# RAG Evaluation - BMW Press Releases

This notebook implements a Retrieval-Augmented Generation (RAG) system using:
- **Model**: Qwen2.5-0.5B (same as Full FT and LoRA)
- **Embeddings**: sentence-transformers/all-MiniLM-L6-v2
- **Vector Store**: FAISS
- **Sources**: All BMW press release texts from raw/train/ and raw/eval/

We'll compare RAG performance against Full FT and LoRA on the same evaluation questions.


## Step 1: Imports and Setup


In [69]:
import json
import re
from pathlib import Path
from typing import List, Dict

import torch
import numpy as np
from transformers import AutoModelForCausalLM, AutoTokenizer
from sentence_transformers import SentenceTransformer
import faiss
from tqdm import tqdm


## Step 2: Load All Articles and Extract Text

We'll load all articles from both train and eval folders, extracting only the text field.


In [70]:
def load_articles_from_folder(folder_path: str) -> List[Dict]:
    """
    Load all JSON articles from a folder.
    Returns list of dicts with article metadata.
    """
    articles = []
    folder = Path(folder_path)
    
    for json_file in sorted(folder.glob("*.json")):
        with open(json_file, 'r', encoding='utf-8') as f:
            article = json.load(f)
            articles.append(article)
    
    return articles

# Load all articles
train_articles = load_articles_from_folder("data/raw/train")
eval_articles = load_articles_from_folder("data/raw/eval")

# Combine all articles for RAG knowledge base
all_articles = train_articles + eval_articles


## Step 3: Prepare Documents for RAG

Each article becomes a document in our vector store.
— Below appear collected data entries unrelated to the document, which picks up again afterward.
use std::io::{self, Write};

use anyhow::{Context, Result};
use tracing::{info, warn};

use crate::cli::ReviewArgs;
use crate::store::{ArticleStore, ReviewEntry};

pub fn run(args: ReviewArgs) -> Result<()> {
    let db_path = args.location.resolved_db_path();
    if !db_path.exists() {
        warn!(path = %db_path.display(), "database file missing");
        return Ok(());
    }

    let store = ArticleStore::open(&db_path)?;
    let entries = store.acts_needing_review(args.limit)?;
    info!(path = %db_path.display(), flagged = entries.len(), "review queue loaded");

    if args.json {
        write_json_response(&entries)
    } else {
        write_text_response(&entries)
    }
}

fn write_json_response(entries: &[ReviewEntry]) -> Result<()> {
    let mut output = io::BufWriter::new(io::stdout().lock());
    serde_json::to_writer_pretty(&mut output, entries)
        .context("failed to serialize review json output")?;
    writeln!(output)?;
    output.flush()?;
    Ok(())
}

fn write_text_response(entries: &[ReviewEntry]) -> Result<()> {
    let mut output = io::BufWriter::new(io::stdout().lock());

    writeln!(output, "Acts needing review: {}", entries.len())?;
    for entry in entries {
        let year = entry
            .year
            .map(|year| year.to_string())
            .unwrap_or_else(|| "?".to_string());
        writeln!(output)?;
        writeln!(
            output,
            "{} {}/{} v{} confidence={:.3} strategy={} articles={}",
            entry.act_type,
            entry.act_number,
            year,
            entry.version,
            entry.confidence,
            entry.strategy.as_deref().unwrap_or("none"),
            entry.articles,
        )?;
        writeln!(output, "  {}", entry.title)?;
        writeln!(output, "  {}", entry.source_url)?;
        for anomaly in &entry.anomalies {
            writeln!(output, "  - {anomaly}")?;
        }
    }

    output.flush()?;
    Ok(())
}
use super::*;

#[derive(Debug, Serialize)]
struct JsonAct<'a> {
    #[serde(flatten)]
    metadata: &'a ActMetadata,
    source_url: &'a str,
    content_hash: &'a str,
}

#[derive(Debug, Serialize)]
struct JsonArticle<'a> {
    ordinal: u32,
    number: &'a str,
    label: &'a str,
    text: &'a str,
}

#[derive(Debug, Default, Serialize)]
pub(crate) struct JsonStructure<'a> {
    articles: Vec<JsonArticle<'a>>,
    children: Vec<JsonNode<'a>>,
}

#[derive(Debug, Serialize)]
pub(crate) struct JsonNode<'a> {
    level: StructuralLevel,
    nr: Option<u32>,
    denumire: &'a str,
    #[serde(skip)]
    key: &'a HierarchyLevel,
    articles: Vec<JsonArticle<'a>>,
    children: Vec<JsonNode<'a>>,
}

#[derive(Debug, Serialize)]
struct JsonDocument<'a> {
    act: JsonAct<'a>,
    quality: &'a QualityReport,
    structure: JsonStructure<'a>,
}

pub fn render_json(result: &ParseResult) -> Result<String> {
    let document = JsonDocument {
        act: JsonAct {
            metadata: &result.metadata,
            source_url: &result.source_url,
            content_hash: &result.content_hash,
        },
        quality: &result.quality,
        structure: build_structure(&result.articles),
    };

    let mut out =
        serde_json::to_string_pretty(&document).context("failed to serialize act json")?;
    out.push('\n');
    Ok(out)
}

/// Nests articles under their title/chapter/section/subsection. Consecutive
/// articles sharing an open node land in the same node; a node reopened
/// later in the document becomes a new sibling.
pub(crate) fn build_structure(articles: &[Article]) -> JsonStructure<'_> {
    let mut root = JsonStructure::default();

    for article in articles {
        let entry = JsonArticle {
            ordinal: article.ordinal,
            number: &article.number,
            label: &article.label,
            text: &article.text,
        };

        let path = context_path(&article.hierarchy);
        let Some((first, rest)) = path.split_first() else {
            root.articles.push(entry);
            continue;
        };

        let mut node = descend(&mut root.children, *first);
        for step in rest {
            node = descend(&mut node.children, *step);
        }
        node.articles.push(entry);
    }

    root
}

fn context_path(context: &HierarchyContext) -> Vec<(StructuralLevel, &HierarchyLevel)> {
    StructuralLevel::ALL
        .iter()
        .filter_map(|level| context.slot(*level).map(|node| (*level, node)))
        .collect()
}

fn descend<'a, 'n>(
    children: &'n mut Vec<JsonNode<'a>>,
    (level, key): (StructuralLevel, &'a HierarchyLevel),
) -> &'n mut JsonNode<'a> {
    let reuse_last = children
        .last()
        .is_some_and(|node| node.level == level && node.key == key);

    if !reuse_last {
        children.push(JsonNode {
            level,
            nr: key.nr,
            denumire: &key.denumire,
            key,
            articles: Vec::new(),
            children: Vec::new(),
        });
    }

    let index = children.len() - 1;
    &mut children[index]
}
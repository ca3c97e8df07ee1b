//! Legislative document extraction: act metadata from the document header,
//! article structure from the body, then duplicate removal and a quality
//! report.

use std::collections::HashSet;

use anyhow::{Context, Result};
use chrono::{Datelike, NaiveDate};
use regex::Regex;
use scraper::{ElementRef, Html, Node};
use tracing::debug;

use crate::model::{
    ActMetadata, Anomaly, AnomalyKind, Article, HierarchyContext, HierarchyLevel, ParseResult,
    QualityReport, Severity, StrategyKind, StructuralLevel,
};
use crate::util::{normalize_diacritics, normalize_whitespace, sha256_hex};

mod css_strategy;
mod dedup;
mod document;
mod hierarchy;
mod markers;
mod metadata;
mod numerals;
mod quality;
mod strategy;
mod text_strategy;

use css_strategy::*;
use dedup::*;
use document::*;
use hierarchy::*;
use markers::*;
use metadata::*;
use numerals::*;
use quality::*;
use strategy::*;
use text_strategy::*;

/// Lines scanned for header fields when the header CSS markers are missing.
const HEADER_SCAN_LINES: usize = 40;

#[derive(Debug, thiserror::Error)]
pub enum ExtractError {
    #[error("act type and number not found in document header: {source_url}")]
    MissingActIdentity { source_url: String },
}

/// Compiled marker tables plus the ordered strategy list. Built once per run
/// and shared read-only by every worker.
pub struct LegislationParser {
    patterns: MarkerPatterns,
    strategies: Vec<Box<dyn ExtractionStrategy>>,
}

impl LegislationParser {
    pub fn new() -> Result<Self> {
        Ok(Self {
            patterns: MarkerPatterns::new().context("failed to build marker tables")?,
            strategies: default_strategies(),
        })
    }

    pub fn parse_document(
        &self,
        source_url: &str,
        content: &str,
    ) -> Result<ParseResult, ExtractError> {
        let document = SourceDocument::new(content);
        let (metadata, anomalies) = extract_metadata(&document, &self.patterns, source_url)?;
        let content_hash = sha256_hex(content);

        for strategy in &self.strategies {
            let Some(output) = strategy.attempt(&document, &self.patterns) else {
                debug!(
                    source_url,
                    strategy = strategy.kind().as_str(),
                    "strategy identified no articles"
                );
                continue;
            };

            let articles_found = output.articles.len();
            let (articles, duplicates_removed) = deduplicate_articles(output.articles);
            let quality = assess_quality(
                output.strategy,
                articles_found,
                &articles,
                duplicates_removed,
                anomalies,
            );

            debug!(
                source_url,
                act = %metadata.display_key(),
                strategy = output.strategy.as_str(),
                articles = articles.len(),
                duplicates_removed,
                confidence = quality.confidence,
                "document parsed"
            );

            return Ok(ParseResult {
                source_url: source_url.to_string(),
                content_hash,
                metadata,
                articles,
                quality,
            });
        }

        Ok(ParseResult {
            source_url: source_url.to_string(),
            content_hash,
            metadata,
            articles: Vec::new(),
            quality: failed_quality(anomalies),
        })
    }
}
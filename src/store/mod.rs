//! Local SQLite article store: acts keyed by identity, their articles and
//! anomalies, plus a log of documents that failed to scrape.

use std::path::Path;

use anyhow::{Context, Result};
use rusqlite::{Connection, OptionalExtension, Statement, Transaction, params};
use serde::Serialize;
use tracing::{debug, info};

use crate::model::{ActMetadata, Article, HierarchyLevel, ParseResult};
use crate::util::{ensure_directory, now_utc_string};

mod acts;
mod queries;
mod schema;
#[cfg(test)]
mod tests;

pub use acts::{ActSelector, UpsertOutcome, UpsertStatus};
pub use queries::{ReviewEntry, StoreCounts};

use schema::*;

const DB_SCHEMA_VERSION: &str = "1.0.0";

pub struct ArticleStore {
    connection: Connection,
}

impl ArticleStore {
    pub fn open(path: &Path) -> Result<Self> {
        if let Some(parent) = path.parent().filter(|parent| !parent.as_os_str().is_empty()) {
            ensure_directory(parent)?;
        }

        let connection =
            Connection::open(path).with_context(|| format!("failed to open {}", path.display()))?;
        Self::from_connection(connection)
    }

    #[cfg(test)]
    pub fn open_in_memory() -> Result<Self> {
        let connection = Connection::open_in_memory().context("failed to open in-memory db")?;
        Self::from_connection(connection)
    }

    fn from_connection(connection: Connection) -> Result<Self> {
        configure_connection(&connection)?;
        ensure_schema(&connection)?;
        Ok(Self { connection })
    }
}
We'll store:
- The text content (for retrieval)
- Metadata (id, title, date) for reference


In [71]:
# Prepare documents: extract text and metadata
documents = []
metadata = []

for article in all_articles:
    # Extract text (the actual content we want to search)
    text = article.get("text", "").strip()
    
    # Skip articles with no text
    if not text or len(text) < 50:
        continue
    
    documents.append(text)
    metadata.append({
        "id": article.get("id", "unknown"),
        "title": article.get("title", ""),
        "date": article.get("date", ""),
        "url": article.get("url", "")
    })


## Step 4: Create Embeddings and FAISS Index
We'll use `sentence-transformers/all-MiniLM-L6-v2` for embeddings:
- Fast and efficient (384-dimensional embeddings)
- Good for semantic search
- Works well on CPU



In [72]:
# Load embedding model
embedding_model = SentenceTransformer('sentence-transformers/all-MiniLM-L6-v2')

# Create embeddings for all documents
embeddings = embedding_model.encode(
    documents,
    show_progress_bar=True,
    convert_to_numpy=True
)


Batches: 100%|██████████| 8/8 [00:01<00:00,  5.76it/s]


In [73]:
# Create FAISS index
dimension = embeddings.shape[1]
index = faiss.IndexFlatL2(dimension)  # L2 distance (cosine similarity alternative)

# Add embeddings to index
index.add(embeddings)


## Step 5: Implement RAG Retrieval Function


In [None]:
def retrieve_relevant_docs(query: str, top_k: int = 3) -> List[Dict]:
    """
    Retrieve top-k most relevant documents for a query.
    
    Returns:
        List of dicts with 'text', 'metadata', and 'score'
    """
    # Encode query
    query_embedding = embedding_model.encode([query], convert_to_numpy=True)
    
    # Search in FAISS index
    distances, indices = index.search(query_embedding, top_k)
    
    # Collect results
    results = []
    for i, (dist, idx) in enumerate(zip(distances[0], indices[0])):
        results.append({
            "rank": i + 1,
            "text": documents[idx],
            "metadata": metadata[idx],
            "distance": float(dist)
        })
    
    return results

# Test retrieval
test_query = "Which team won the 24 Hours of Nürburgring?"
test_results = retrieve_relevant_docs(test_query, top_k=2)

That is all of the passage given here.